Pero ahora que estábamos juntos, el huracán de la vida social en una preparatoria de la UNAM no tardó en arrastrarnos. Las fiestas, los paseos, la escapadas de clase, las reuniones a las que ninguno de los dos quería ir, pero a las que ella me arrastraba de todos modos buscando algo que ninguno de los dos sabía exactamente qué era, pero que necesitaba con absoluta desesperación. Todo con el fin de sentirse completa, de llenar ese vacío que la minaba, esa tristeza que amenazaba por consumirla hasta la última partícula.

Y fue así que se presentó la oportunidad, por sí sola, sin buscarla, sin forzarla. La última fiesta antes de las vacaciones de diciembre. La enorme terraza en la casa de Andrea. La noche helada. Música suave y luz de luna. La Maldita Vecindad y su "Kumbala". El baile lento sosteniendo su cintura de niebla, sintiendo sus senos altos y firmes apretándose contra mi pecho, su aliento en mi cuello, su mano firme en mi espalda. Ni siquiera lo pensé "...y en la pista una pareja... se vuelve a enamorar..." y la besé. Con toda la brusquedad de mi desmañada adolescencia, mis labios encontraron los suyos, tan tiernos, tan suaves... tan fríos y asustados.

¡Como si hubiera despertado de una pesadilla, Gina se arrancó de mis brazos y echó a correr fuera de la casa! La mirada de absoluto desprecio en los ojos que tanto amaba y el gesto de asco y repulsión en el rostro que había idolatrado desde niño no sólo me impidieron echar a correr detrás de ella, sino que se convertirían en la fuente de mis pesadillas en los meses e incluso en los años por venir.

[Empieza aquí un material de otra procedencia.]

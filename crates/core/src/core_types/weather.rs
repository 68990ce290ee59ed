//! Observed weather state carried by an ATIS record
//!
//! These are the outputs of the atmospheric generators: surface wind, cloud
//! layers and runway visual range. Values are already snapped to the ladders
//! and increments an ATIS reads out, so the phraseology layer never rounds.

use crate::core_types::units::{Feet, Knots, Meters};
use serde::{Deserialize, Serialize};

/// Variable-direction arc for light winds, both ends in `[10, 360]`
#[derive(Debug, Clone, Copy, PartialEq, Eq, Serialize, Deserialize)]
pub struct VariableArc {
    /// Counter-clockwise end of the arc
    pub from: u16,
    /// Clockwise end of the arc
    pub to: u16,
}

/// Wind with a definite direction
#[derive(Debug, Clone, Copy, PartialEq, Eq, Serialize, Deserialize)]
pub struct DirectionalWind {
    /// Direction in degrees, 10-aligned in `[10, 360]`
    pub direction: u16,
    /// Mean speed
    pub speed: Knots,
    /// Gust speed, strictly above `speed` when present
    pub gust: Option<Knots>,
    /// Variable arc, only for speeds of 6 kt or less
    pub variable: Option<VariableArc>,
}

/// Surface wind
///
/// Calm is its own variant so a calm wind can never carry a gust or a
/// variable arc. The accessors report the flat METAR view (direction 0 and
/// speed 0 for calm).
#[derive(Debug, Clone, Copy, PartialEq, Eq, Serialize, Deserialize)]
#[serde(tag = "kind", rename_all = "snake_case")]
pub enum WindState {
    /// Calm
    Calm,
    /// Directional wind
    Directional(DirectionalWind),
}

impl WindState {
    /// True for calm wind
    pub fn is_calm(&self) -> bool {
        matches!(self, WindState::Calm)
    }

    /// Direction in degrees, 0 when calm
    pub fn direction(&self) -> u16 {
        match self {
            WindState::Calm => 0,
            WindState::Directional(wind) => wind.direction,
        }
    }

    /// Mean speed, 0 when calm
    pub fn speed(&self) -> Knots {
        match self {
            WindState::Calm => Knots::new(0),
            WindState::Directional(wind) => wind.speed,
        }
    }

    /// Gust speed if reported
    pub fn gust(&self) -> Option<Knots> {
        match self {
            WindState::Calm => None,
            WindState::Directional(wind) => wind.gust,
        }
    }

    /// Variable arc if reported
    pub fn variable(&self) -> Option<VariableArc> {
        match self {
            WindState::Calm => None,
            WindState::Directional(wind) => wind.variable,
        }
    }
}

/// Cloud amount
#[derive(Debug, Clone, Copy, PartialEq, Eq, Hash, Serialize, Deserialize)]
pub enum CloudCover {
    /// 1-2 oktas
    #[serde(rename = "FEW")]
    Few,
    /// 3-4 oktas
    #[serde(rename = "SCT")]
    Scattered,
    /// 5-7 oktas
    #[serde(rename = "BKN")]
    Broken,
    /// 8 oktas
    #[serde(rename = "OVC")]
    Overcast,
}

impl CloudCover {
    /// All cloud amounts, thinnest first
    pub const ALL: [CloudCover; 4] = [
        CloudCover::Few,
        CloudCover::Scattered,
        CloudCover::Broken,
        CloudCover::Overcast,
    ];

    /// METAR abbreviation
    pub fn code(self) -> &'static str {
        match self {
            CloudCover::Few => "FEW",
            CloudCover::Scattered => "SCT",
            CloudCover::Broken => "BKN",
            CloudCover::Overcast => "OVC",
        }
    }

    /// Spoken form
    pub fn phrase(self) -> &'static str {
        match self {
            CloudCover::Few => "few",
            CloudCover::Scattered => "scattered",
            CloudCover::Broken => "broken",
            CloudCover::Overcast => "overcast",
        }
    }

    /// Broken and overcast layers form a ceiling
    pub fn forms_ceiling(self) -> bool {
        matches!(self, CloudCover::Broken | CloudCover::Overcast)
    }
}

/// One cloud layer
#[derive(Debug, Clone, Copy, PartialEq, Eq, Serialize, Deserialize)]
pub struct CloudLayer {
    /// Amount
    #[serde(rename = "type")]
    pub cover: CloudCover,
    /// Base height above aerodrome level
    pub height_ft: Feet,
    /// Cumulonimbus
    pub cb: bool,
}

impl CloudLayer {
    /// Layer without cumulonimbus
    pub fn new(cover: CloudCover, height_ft: u32) -> Self {
        Self {
            cover,
            height_ft: Feet::new(height_ft),
            cb: false,
        }
    }
}

/// RVR tendency
#[derive(Debug, Clone, Copy, PartialEq, Eq, Hash, Serialize, Deserialize)]
pub enum RvrTrend {
    /// "U"
    #[serde(rename = "U")]
    Improving,
    /// "D"
    #[serde(rename = "D")]
    Decreasing,
    /// "N"
    #[serde(rename = "N")]
    NoChange,
    /// Not reported, stored as an empty code
    #[serde(rename = "")]
    Unreported,
}

impl RvrTrend {
    /// All tendencies, including "not reported"
    pub const ALL: [RvrTrend; 4] = [
        RvrTrend::Improving,
        RvrTrend::Decreasing,
        RvrTrend::NoChange,
        RvrTrend::Unreported,
    ];

    /// METAR tendency letter, empty when unreported
    pub fn code(self) -> &'static str {
        match self {
            RvrTrend::Improving => "U",
            RvrTrend::Decreasing => "D",
            RvrTrend::NoChange => "N",
            RvrTrend::Unreported => "",
        }
    }

    /// Spoken form, `None` when unreported
    pub fn phrase(self) -> Option<&'static str> {
        match self {
            RvrTrend::Improving => Some("improving"),
            RvrTrend::Decreasing => Some("decreasing"),
            RvrTrend::NoChange => Some("no change"),
            RvrTrend::Unreported => None,
        }
    }
}

/// Runway visual range for one runway
#[derive(Debug, Clone, PartialEq, Eq, Serialize, Deserialize)]
pub struct RvrEntry {
    /// Runway designator
    pub runway: String,
    /// RVR value from the RVR ladder
    pub value: Meters,
    /// Tendency
    pub trend: RvrTrend,
}

#[cfg(test)]
mod tests {
    use super::*;

    #[test]
    fn test_calm_accessors() {
        let calm = WindState::Calm;
        assert!(calm.is_calm());
        assert_eq!(calm.direction(), 0);
        assert_eq!(calm.speed(), Knots::new(0));
        assert!(calm.gust().is_none());
        assert!(calm.variable().is_none());
    }

    #[test]
    fn test_ceiling_covers() {
        assert!(!CloudCover::Few.forms_ceiling());
        assert!(!CloudCover::Scattered.forms_ceiling());
        assert!(CloudCover::Broken.forms_ceiling());
        assert!(CloudCover::Overcast.forms_ceiling());
    }

    #[test]
    fn test_storage_shapes() {
        let layer = CloudLayer::new(CloudCover::Broken, 1200);
        let json = serde_json::to_value(layer).unwrap();
        assert_eq!(json["type"], "BKN");
        assert_eq!(json["height_ft"], 1200);
        assert_eq!(json["cb"], false);

        let entry = RvrEntry {
            runway: "25R".to_string(),
            value: Meters::new(550),
            trend: RvrTrend::Unreported,
        };
        let json = serde_json::to_value(&entry).unwrap();
        assert_eq!(json["trend"], "");
        assert_eq!(json["value"], 550);
    }
}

La Navidad más amarga de mi vida. Días de incertidumbre seguidos de noches y más noches de llanto adolescente. Dos semanas sin saber nada de ella y sin saber qué hacer o qué esperar cuando el reinicio de clases por fin volviera a reunirnos.

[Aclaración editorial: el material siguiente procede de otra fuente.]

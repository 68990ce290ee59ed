//! Prevailing visibility and runway visual range

use crate::core_types::airport::Runway;
use crate::core_types::units::Meters;
use crate::core_types::weather::{RvrEntry, RvrTrend};
use crate::simulation::difficulty::{DifficultyProfile, DifficultyTier};
use crate::weather::round_to_nearest;
use rand::seq::IndexedRandom;
use rand::Rng;
use tracing::warn;

/// RVR is only reported at or below this visibility
pub const RVR_MAX_VISIBILITY: Meters = Meters::new(1500);

/// Draw prevailing visibility from the ladder within the tier bounds
///
/// Super easy is always "10 km or more". With round numbers, values from
/// 5000 m snap to whole kilometers and lower values to 500 m.
pub fn generate_visibility<R: Rng + ?Sized>(
    rng: &mut R,
    profile: &DifficultyProfile,
    ladder: &[Meters],
) -> Meters {
    if profile.tier == DifficultyTier::SuperEasy {
        return Meters::TEN_KM_OR_MORE;
    }

    let candidates: Vec<Meters> = ladder
        .iter()
        .copied()
        .filter(|&v| profile.visibility.contains(v))
        .collect();
    let Some(&visibility) = candidates.choose(rng) else {
        warn!(tier = %profile.tier, "No ladder visibility within tier bounds, using maximum");
        return profile.visibility.max;
    };

    if profile.use_round_numbers && !visibility.is_ten_km_or_more() {
        let step = if visibility.get() >= 5000 { 1000 } else { 500 };
        return Meters::new(round_to_nearest(visibility.get() as i32, step) as u32);
    }
    visibility
}

/// Draw RVR for up to `max_rvr_runways` runways in low visibility
///
/// Nothing is reported above 1500 m, without runways, or when the tier's RVR
/// chance fails. Each value lies within `[visibility - 200, visibility + 300]`.
pub fn generate_rvr<R: Rng + ?Sized>(
    rng: &mut R,
    visibility: Meters,
    runways: &[Runway],
    profile: &DifficultyProfile,
    ladder: &[Meters],
) -> Option<Vec<RvrEntry>> {
    if visibility > RVR_MAX_VISIBILITY || runways.is_empty() {
        return None;
    }
    if !rng.random_bool(profile.rvr_probability) {
        return None;
    }

    let cap = usize::from(profile.max_rvr_runways.max(1));
    let count = rng.random_range(1..=cap).min(runways.len());
    let selected: Vec<&Runway> = runways.choose_multiple(rng, count).collect();

    let low = visibility.get().saturating_sub(200);
    let high = visibility.get() + 300;
    let window: Vec<Meters> = ladder
        .iter()
        .copied()
        .filter(|v| (low..=high).contains(&v.get()))
        .collect();

    let mut entries = Vec::with_capacity(selected.len());
    for runway in selected {
        let Some(&value) = window.choose(rng) else {
            break;
        };
        let trend = RvrTrend::ALL.choose(rng).copied().unwrap_or(RvrTrend::Unreported);
        entries.push(RvrEntry {
            runway: runway.designator.clone(),
            value,
            trend,
        });
    }

    (!entries.is_empty()).then_some(entries)
}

Fue un milagro de sincronía o el inicio de un pacto que nunca entendimos. Otra fría madrugada volvió a reunirnos en el salón antes de que empezaran las clases. Solos en medio del silencio de la escuela casi vacía, nuestras miradas se encontraron y por un odioso instante sentí que ella estaba a punto de huir otra vez y por otro odioso instante sentí que el que estaba a punto de echar a correr era yo.

-Lo siento- apenas pude reconocer mi propia voz en medio del sepulcral silencio de un salón todavía vacío.

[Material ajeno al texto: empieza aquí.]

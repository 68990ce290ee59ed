//! Expected approach selection

use crate::core_types::airport::Runway;
use crate::core_types::record::ApproachType;
use crate::core_types::units::{Feet, Meters};
use crate::core_types::weather::CloudLayer;
use crate::simulation::difficulty::DifficultyProfile;
use rand::seq::IndexedRandom;
use rand::Rng;

/// CAT III minima
pub const CAT_III_VISIBILITY: Meters = Meters::new(300);
/// CAT II minima
pub const CAT_II_VISIBILITY: Meters = Meters::new(550);
/// Below this visibility only a precision approach is offered
pub const PRECISION_VISIBILITY: Meters = Meters::new(800);
/// Below this ceiling only a precision approach is offered
pub const PRECISION_CEILING: Feet = Feet::new(300);
/// Visual approaches need at least this visibility
pub const VISUAL_VISIBILITY: Meters = Meters::new(5000);
/// Visual approaches need any ceiling to be above this
pub const VISUAL_CEILING: Feet = Feet::new(1500);
/// Chance of a visual approach when conditions allow it
pub const VISUAL_PROBABILITY: f64 = 0.2;

/// Lowest broken or overcast layer
pub fn ceiling(clouds: &[CloudLayer]) -> Option<Feet> {
    clouds
        .iter()
        .filter(|layer| layer.cover.forms_ceiling())
        .map(|layer| layer.height_ft)
        .min()
}

/// Choose the expected approach for the arrival runway
///
/// `runway` is the first arrival runway; when it is unknown an ILS is assumed.
/// `allowed` is the tier's approach list. Low visibility or ceiling forces a
/// precision approach, good conditions occasionally give a visual one, and
/// everything else prefers a plain ILS.
pub fn select_approach<R: Rng + ?Sized>(
    rng: &mut R,
    runway: Option<&Runway>,
    visibility: Meters,
    clouds: &[CloudLayer],
    profile: &DifficultyProfile,
    allowed: &[ApproachType],
) -> ApproachType {
    let has_ils = runway.is_none_or(|r| r.ils);

    if profile.simple_approach_only {
        let options = if has_ils {
            [ApproachType::Ils, ApproachType::Visual]
        } else {
            [ApproachType::Visual, ApproachType::Rnav]
        };
        return options.choose(rng).copied().unwrap_or(ApproachType::Visual);
    }

    let ceiling = ceiling(clouds);

    if visibility < CAT_III_VISIBILITY && has_ils && allowed.contains(&ApproachType::IlsCatIII) {
        return ApproachType::IlsCatIII;
    }
    if visibility < CAT_II_VISIBILITY && has_ils && allowed.contains(&ApproachType::IlsCatII) {
        return ApproachType::IlsCatII;
    }

    if visibility < PRECISION_VISIBILITY || ceiling.is_some_and(|c| c < PRECISION_CEILING) {
        if has_ils {
            return ApproachType::Ils;
        }
        if allowed.contains(&ApproachType::Rnav) {
            return ApproachType::Rnav;
        }
    } else if visibility >= VISUAL_VISIBILITY
        && ceiling.is_none_or(|c| c > VISUAL_CEILING)
        && rng.random_bool(VISUAL_PROBABILITY)
        && allowed.contains(&ApproachType::Visual)
    {
        return ApproachType::Visual;
    }

    if has_ils {
        let ils: Vec<ApproachType> = allowed.iter().copied().filter(|a| a.is_plain_ils()).collect();
        if let Some(&approach) = ils.choose(rng) {
            return approach;
        }
    }

    let non_visual: Vec<ApproachType> = allowed
        .iter()
        .copied()
        .filter(|&a| a != ApproachType::Visual)
        .collect();
    non_visual.choose(rng).copied().unwrap_or(ApproachType::Ils)
}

-No, no fuiste tú- su mirada en el suelo y su voz apenas audible gritaban la tormenta en su interior.

-¿Y entonces...?-

-No sé... bueno, no... sí, sí sé... pero...-

-¿Pero qué?-

-No... no lo entenderías-

Y otra vez salió huyendo. Yo tardaría todavía una vida entera en entender que no huía de mí sino de ella. En cambio, Gina no tardaría en aceptar, en mala hora, que por más que corriera, que sin importar qué tan lejos huyera ni dónde se escondiera, jamás podría escapar de sí misma.

***

Lo intenté. Juro que lo intenté. Hice hasta lo imposible por alejarme, por olvidarla, por odiarla. Pero todo fue en vano. Dicen por ahí que es imposible arrancarnos de la cabeza lo que tenemos clavado en el corazón... y es cierto. Yo no podía olvidarla, ella no podía amarme y en ese limbo nos pasamos los siguientes tres o cuatro meses.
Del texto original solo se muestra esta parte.